Su pinta tenía la inmensa nobleza de un payaso. En los años sesenta del pasado siglo, llamaba la atención con sus camisas de mangas anchas y sus pantalones de campana, como se estilaban entonces. Lo que no se estilaba es que esa vestimenta tuviera más colores que un cuadro de Van Gogh y, sobre todo, que alguien tocara la guitarra como él la tocaba. Había nacido en Seattle, Washington, en noviembre de 1942. Y desde crío decidió que su mundo iba a ser la guitarra. Empezó tocando en cualquier parte. El sueldo era de risa, pero no había garito que no convirtiera en su casa. En uno de esos garitos lo vio Linda Keith, la novia de Keith Richards, y se quedó con la boca abierta. Intentó que lo contrataran unos managers importantes, pero no lo consiguió. También en esos días andaba por allí Chas Chandler, bajista de The Animals, y cuando lo vio pensó lo mismo que Linda: ¿de dónde ha salido este alienígena?
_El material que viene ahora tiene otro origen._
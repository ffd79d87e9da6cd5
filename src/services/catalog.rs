// SPDX-License-Identifier: MIT

//! Catalog cache: game metadata with debounced batched persistence.
//!
//! Resolution order for a detail request: durable cache, then the in-memory
//! pending-write set, then the network. Per-item failures degrade to absent
//! so one bad product cannot abort a whole grid load.

use crate::error::{AppError, Result};
use crate::models::GameDetail;
use crate::store::CatalogStore;
use std::collections::HashMap;
use std::sync::Arc;
use std::time::Duration;
use tokio::sync::Mutex;

struct PendingState {
    entries: HashMap<u64, GameDetail>,
    /// True while a flush timer is scheduled. Exactly one timer may exist
    /// process-wide; a second would race the flush into double writes.
    timer_armed: bool,
}

/// Pending catalog writes plus the single debounce timer.
///
/// The timer is armed on the first add after the set was last empty and is
/// NOT re-armed per add, which bounds write latency under sustained load
/// while still batching bursts. `flush` clears the set whether or not the
/// durable write succeeded; a failed write is logged and the entries are
/// re-fetched after the next restart.
pub struct DebounceBuffer {
    state: Mutex<PendingState>,
    store: CatalogStore,
    delay: Duration,
}

impl DebounceBuffer {
    pub fn new(store: CatalogStore, delay: Duration) -> Self {
        Self {
            state: Mutex::new(PendingState {
                entries: HashMap::new(),
                timer_armed: false,
            }),
            store,
            delay,
        }
    }

    pub async fn get(&self, product_id: u64) -> Option<GameDetail> {
        self.state.lock().await.entries.get(&product_id).cloned()
    }

    /// Add an entry (last write wins) and arm the flush timer if it is not
    /// already running.
    pub async fn add(self: &Arc<Self>, product_id: u64, detail: GameDetail) {
        let mut state = self.state.lock().await;
        state.entries.insert(product_id, detail);

        if !state.timer_armed {
            state.timer_armed = true;
            let buffer = Arc::clone(self);
            tokio::spawn(async move {
                tokio::time::sleep(buffer.delay).await;
                buffer.flush().await;
            });
        }
    }

    /// Persist the entire pending set as one durable write, then clear it.
    pub async fn flush(&self) {
        let entries = {
            let mut state = self.state.lock().await;
            state.timer_armed = false;
            std::mem::take(&mut state.entries)
        };

        if entries.is_empty() {
            return;
        }

        match self.store.merge(&entries).await {
            Ok(()) => tracing::debug!(count = entries.len(), "catalog cache flushed"),
            Err(e) => tracing::error!(error = %e, "failed to persist catalog cache"),
        }
    }
}

/// Fetches and memoizes game metadata.
#[derive(Clone)]
pub struct CatalogCache {
    http: reqwest::Client,
    catalog_url: String,
    store: CatalogStore,
    buffer: Arc<DebounceBuffer>,
}

impl CatalogCache {
    pub fn new(
        http: reqwest::Client,
        catalog_url: impl Into<String>,
        store: CatalogStore,
        flush_delay: Duration,
    ) -> Self {
        Self {
            http,
            catalog_url: catalog_url.into(),
            buffer: Arc::new(DebounceBuffer::new(store.clone(), flush_delay)),
            store,
        }
    }

    /// Get the detail document for a product.
    ///
    /// `Ok(None)` covers both "the product has no catalog entry" (404) and
    /// any other upstream failure, which is logged and swallowed. Only a
    /// body that fails to parse is an error; the orchestration layer decides
    /// whether to degrade that too.
    ///
    /// Concurrent callers for the same uncached id may each hit the network;
    /// the fetch itself is deliberately not serialized.
    pub async fn game_detail(&self, product_id: u64) -> Result<Option<GameDetail>> {
        if let Some(detail) = self.store.get(product_id).await {
            return Ok(Some(detail));
        }
        if let Some(detail) = self.buffer.get(product_id).await {
            tracing::debug!(product_id, "serving detail from pending writes");
            return Ok(Some(detail));
        }

        let url = format!("{}/products/{}/product.json", self.catalog_url, product_id);
        let response = self.http.get(&url).send().await?;

        if response.status() == reqwest::StatusCode::NOT_FOUND {
            tracing::debug!(product_id, "product has no catalog entry");
            return Ok(None);
        }
        if !response.status().is_success() {
            let status = response.status().as_u16();
            let body = response.text().await.unwrap_or_default();
            tracing::error!(product_id, status, body = %body, "catalog detail fetch failed");
            return Ok(None);
        }

        let detail: GameDetail = response
            .json()
            .await
            .map_err(|e| AppError::Malformed(format!("game detail document: {e}")))?;

        self.buffer.add(product_id, detail.clone()).await;
        Ok(Some(detail))
    }

    /// Persist any pending entries immediately.
    pub async fn flush(&self) {
        self.buffer.flush().await;
    }
}
// SPDX-License-Identifier: MIT

//! Achievement gateway tests: listing headers, mutation body serialization,
//! owned-games listing and error propagation.

use chrono::{TimeZone, Utc};
use galaxy_achievements::error::AppError;
use galaxy_achievements::models::ProductCredential;
use galaxy_achievements::services::{AchievementGateway, ProductResolver, TokenManager};
use galaxy_achievements::store::CredentialStore;
use serde_json::json;
use wiremock::matchers::{body_json, header, method, path};
use wiremock::{Mock, MockServer, ResponseTemplate};

mod common;
use common::{achievement_json, auth_record};

const PRODUCT_ID: u64 = 500;

/// Gateway over a store pre-seeded with the product's credentials and a
/// usable access token for its client, so only the gameplay endpoint is hit.
async fn seeded_gateway(server: &MockServer, dir: &std::path::Path) -> AchievementGateway {
    let store = CredentialStore::new(dir);
    store
        .save_product_credential(
            PRODUCT_ID,
            &ProductCredential {
                client_id: "ach_cid".to_string(),
                client_secret: "ach_sec".to_string(),
            },
        )
        .await
        .unwrap();
    store
        .save_token("ach_cid", auth_record("scoped_tok"), Utc::now())
        .await
        .unwrap();

    let http = reqwest::Client::new();
    let resolver = ProductResolver::new(http.clone(), server.uri(), store.clone());
    let tokens = TokenManager::new(http.clone(), server.uri(), store);
    AchievementGateway::new(http, server.uri(), server.uri(), "en", resolver, tokens)
}

#[tokio::test]
async fn lists_achievements_with_bearer_and_locale() {
    let server = MockServer::start().await;
    let dir = tempfile::tempdir().unwrap();

    Mock::given(method("GET"))
        .and(path("/clients/ach_cid/users/777/achievements"))
        .and(header("authorization", "Bearer sess_tok"))
        .and(header("X-Gog-Lc", "en"))
        .respond_with(ResponseTemplate::new(200).set_body_json(json!({
            "items": [
                achievement_json("ach_1", "First Blood", Some("2023-04-01T00:00:00+0000")),
                achievement_json("ach_2", "Completionist", None),
            ]
        })))
        .expect(1)
        .mount(&server)
        .await;

    let gateway = seeded_gateway(&server, dir.path()).await;
    let achievements = gateway
        .list_achievements(PRODUCT_ID, "777", "sess_tok")
        .await
        .unwrap();

    assert_eq!(achievements.len(), 2);
    assert_eq!(achievements[0].achievement_id, "ach_1");
    assert!(achievements[1].date_unlocked.is_none());
}

#[tokio::test]
async fn relock_serializes_null_date() {
    let server = MockServer::start().await;
    let dir = tempfile::tempdir().unwrap();

    Mock::given(method("POST"))
        .and(path("/clients/ach_cid/users/777/achievements/ach_1"))
        .and(header("authorization", "Bearer scoped_tok"))
        .and(body_json(json!({"date_unlocked": null})))
        .respond_with(ResponseTemplate::new(204))
        .expect(1)
        .mount(&server)
        .await;

    let gateway = seeded_gateway(&server, dir.path()).await;
    gateway
        .set_achievement_unlocked(PRODUCT_ID, "777", "ach_1", "rt", None)
        .await
        .unwrap();
}

#[tokio::test]
async fn unlock_serializes_numeric_offset_timestamp() {
    let server = MockServer::start().await;
    let dir = tempfile::tempdir().unwrap();

    Mock::given(method("POST"))
        .and(path("/clients/ach_cid/users/777/achievements/ach_2"))
        .and(body_json(
            json!({"date_unlocked": "2023-05-01T10:30:00.000+0000"}),
        ))
        .respond_with(ResponseTemplate::new(200))
        .expect(1)
        .mount(&server)
        .await;

    let gateway = seeded_gateway(&server, dir.path()).await;
    let unlocked_at = Utc.with_ymd_and_hms(2023, 5, 1, 10, 30, 0).unwrap();
    gateway
        .set_achievement_unlocked(PRODUCT_ID, "777", "ach_2", "rt", Some(unlocked_at))
        .await
        .unwrap();
}

#[tokio::test]
async fn rejected_mutation_carries_status_and_body() {
    let server = MockServer::start().await;
    let dir = tempfile::tempdir().unwrap();

    Mock::given(method("POST"))
        .and(path("/clients/ach_cid/users/777/achievements/ach_1"))
        .respond_with(ResponseTemplate::new(403).set_body_string("not allowed"))
        .mount(&server)
        .await;

    let gateway = seeded_gateway(&server, dir.path()).await;
    let err = gateway
        .set_achievement_unlocked(PRODUCT_ID, "777", "ach_1", "rt", None)
        .await
        .unwrap_err();

    match err {
        AppError::Upstream { status, body } => {
            assert_eq!(status, 403);
            assert_eq!(body, "not allowed");
        }
        other => panic!("expected Upstream, got {other:?}"),
    }
}

#[tokio::test]
async fn lists_owned_game_ids() {
    let server = MockServer::start().await;
    let dir = tempfile::tempdir().unwrap();

    Mock::given(method("GET"))
        .and(path("/user/data/games"))
        .and(header("authorization", "Bearer sess_tok"))
        .respond_with(ResponseTemplate::new(200).set_body_json(json!({"owned": [10, 20, 30]})))
        .mount(&server)
        .await;

    let gateway = seeded_gateway(&server, dir.path()).await;
    let owned = gateway.list_owned_game_ids("sess_tok").await.unwrap();
    assert_eq!(owned, vec![10, 20, 30]);
}

#[tokio::test]
async fn owned_games_failure_is_upstream_error() {
    let server = MockServer::start().await;
    let dir = tempfile::tempdir().unwrap();

    Mock::given(method("GET"))
        .and(path("/user/data/games"))
        .respond_with(ResponseTemplate::new(500).set_body_string("boom"))
        .mount(&server)
        .await;

    let gateway = seeded_gateway(&server, dir.path()).await;
    let err = gateway.list_owned_game_ids("sess_tok").await.unwrap_err();
    assert!(matches!(err, AppError::Upstream { status: 500, .. }));
}
//! Product and build documents from the catalog service.

use serde::{Deserialize, Serialize};

/// Product document, reduced to the build listing used for resolution.
#[derive(Debug, Clone, Deserialize)]
pub struct ProductDocument {
    #[serde(default)]
    pub builds: Vec<Build>,
}

/// A published build of a product.
///
/// `id` can exceed 2^53, so it is kept as an opaque arbitrary-precision
/// number and only ever rendered back to its exact decimal form (for the
/// build-detail URL). It is never compared numerically; build selection
/// orders by `date_published`.
#[derive(Debug, Clone, Deserialize, PartialEq)]
pub struct Build {
    pub id: serde_json::Number,
    #[serde(default)]
    pub date_published: Option<String>,
    #[serde(default)]
    pub listed: bool,
}

/// Per-product OAuth credentials, extracted from the build detail document
/// and persisted in `products.json`. Write-once: a product's credentials do
/// not change across builds.
#[derive(Debug, Clone, Serialize, Deserialize, PartialEq)]
pub struct ProductCredential {
    #[serde(rename = "clientId")]
    pub client_id: String,
    #[serde(rename = "clientSecret")]
    pub client_secret: String,
}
Total, que entre los dos se lo llevaron a Inglaterra. Cuando subió al avión llevaba cuarenta dólares en el bolsillo, toda su fortuna. Estábamos en septiembre de 1966. Eso y mucho más lo cuenta Jas Obrecht en Stone free, un excelente libro que acaba de aparecer, con motivo de los cincuenta años de la muerte de Jimi Hendrix.

En Londres se convirtió en un crack. Conoció y dejó para el arrastre a todos los grandes guitarristas del momento: hay por ahí un tipo que toca la guitarra por la espalda, que es zurdo pero usa una guitarra para diestros, que de repente se pone a tocar la guitarra con los dientes. Eso corría por los ambientes musicales londinenses, que eran en los sesenta el centro del mundo. Un negro con el pelo esponjosamente afro y con unas ropas que nadie sería capaz de ponerse, ni para un baile de disfraces. Pero joder, con la guitarra hasta el mismísimo Eric Clapton lo considera un dios. Son frases que pueden definir perfectamente lo que se decía de Jimi Hendrix por toda la ciudad. Fueron nueve meses de éxito. Regresó a EEUU y en junio de 1967, recomendado por Paul McCartney, participó en el festival de Monterey: después de una actuación apoteósica, acabó quemando la guitarra en el escenario. Lo explicó más o menos así: «sacrificamos lo que más amamos». En Woodstock, dos años después, su versión del himno americano fue fulminante: era como si aviones, bombas, gritos de pánico volaran sobre la innumerable concurrencia. La guitarra parecía tener, ella sola, todos los efectos especiales de Apocalypse now. Finalmente, participaría en el festival de la Isla de Wight, en agosto de 1970. Ahí se marcó una portentosa versión del Sgt. Pepper’s, de los Beatles. Y un mes después moriría, ahogado en su propio vómito, el 17 de septiembre de 1970. Pertenece al club de esos colegas suyos que, como Janis Joplin, Brian Jones, Jim Morrison y Kurt Cobain, murieron a los 27 años.

Era Jimi Hendrix un tímido de campeonato. Pero se crecía en el escenario. Iba siempre a su bola, medio en las nubes, incluso cuando estaba con la gente. Cuenta Marianne Faithfull en su autobiografía que una noche estaba metiéndose de todo la flor y nata del artisteo universal y, sin hacer ruido, Jimi se acercó a Marianne y le dijo que por qué no dejaba al tonto de Mick Jagger, que entonces era su novio y andaba por allí caracoleando con unos y con otras, y se iba con él. No recuerdo muy bien lo que pasó, pero creo que se fueron juntos y él le escribió The wind cries Mary, una hermosa canción de una infinita y lluviosa melancolía: «Recordará el viento alguna vez los nombres que ha soñado en el pasado…» En el libro de Obrecht, la novia del músico, Kathy Etchingham, dice que la canción era para ella. Fuera para quien fuera, sería incluida en el primer disco de su grupo, The Jimi Hendrix Experience.

Se cumple ahora medio siglo de su muerte. Y cuando escucho Hey Joe y Foxy Lady o Purple Haze a toda pastilla (como a él le gustaba tocarlas, aunque, como le pasó una noche a Sting, dejara sordo a todo el auditorio), aún me pregunto lo que seguramente pensó Chas Chandler en aquel garito del Village neoyorquino: ¿de dónde ha salido este alienígena?